WHAT IS REQUIRED.
All lines from the entries below that contain the string "quantity" should be copied out.

RAW DATA.
#![allow(dead_code)]

use bazaar_rust::{CatalogItem, Database, Marketplace, Offering};
use chrono::NaiveDate;

pub fn market() -> Marketplace {
    Marketplace::new(Database::in_memory())
}

pub fn offering_date() -> NaiveDate {
    NaiveDate::from_ymd_opt(2026, 3, 14).expect("valid date")
}

/// Seed a provider's catalog item plus one offering of it.
pub fn seed_offering(
    market: &Marketplace,
    provider: &str,
    name: &str,
    price: f64,
    quantity: i64,
) -> Offering {
    let item = market
        .create_catalog_item(CatalogItem {
            id: String::new(),
            provider_id: provider.into(),
            name: name.into(),
            description: "surplus stock".into(),
            price_default: price,
            currency: "EUR".into(),
            category: "bakery".into(),
            image_url: None,
            is_active: true,
            created_at: None,
        })
        .expect("create catalog item");
    market
        .create_offering(&item.id, price, quantity, offering_date())
        .expect("create offering")
}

SOLUTION FOR THIS EXERCISE.
    quantity: i64,
        .create_offering(&item.id, price, quantity, offering_date())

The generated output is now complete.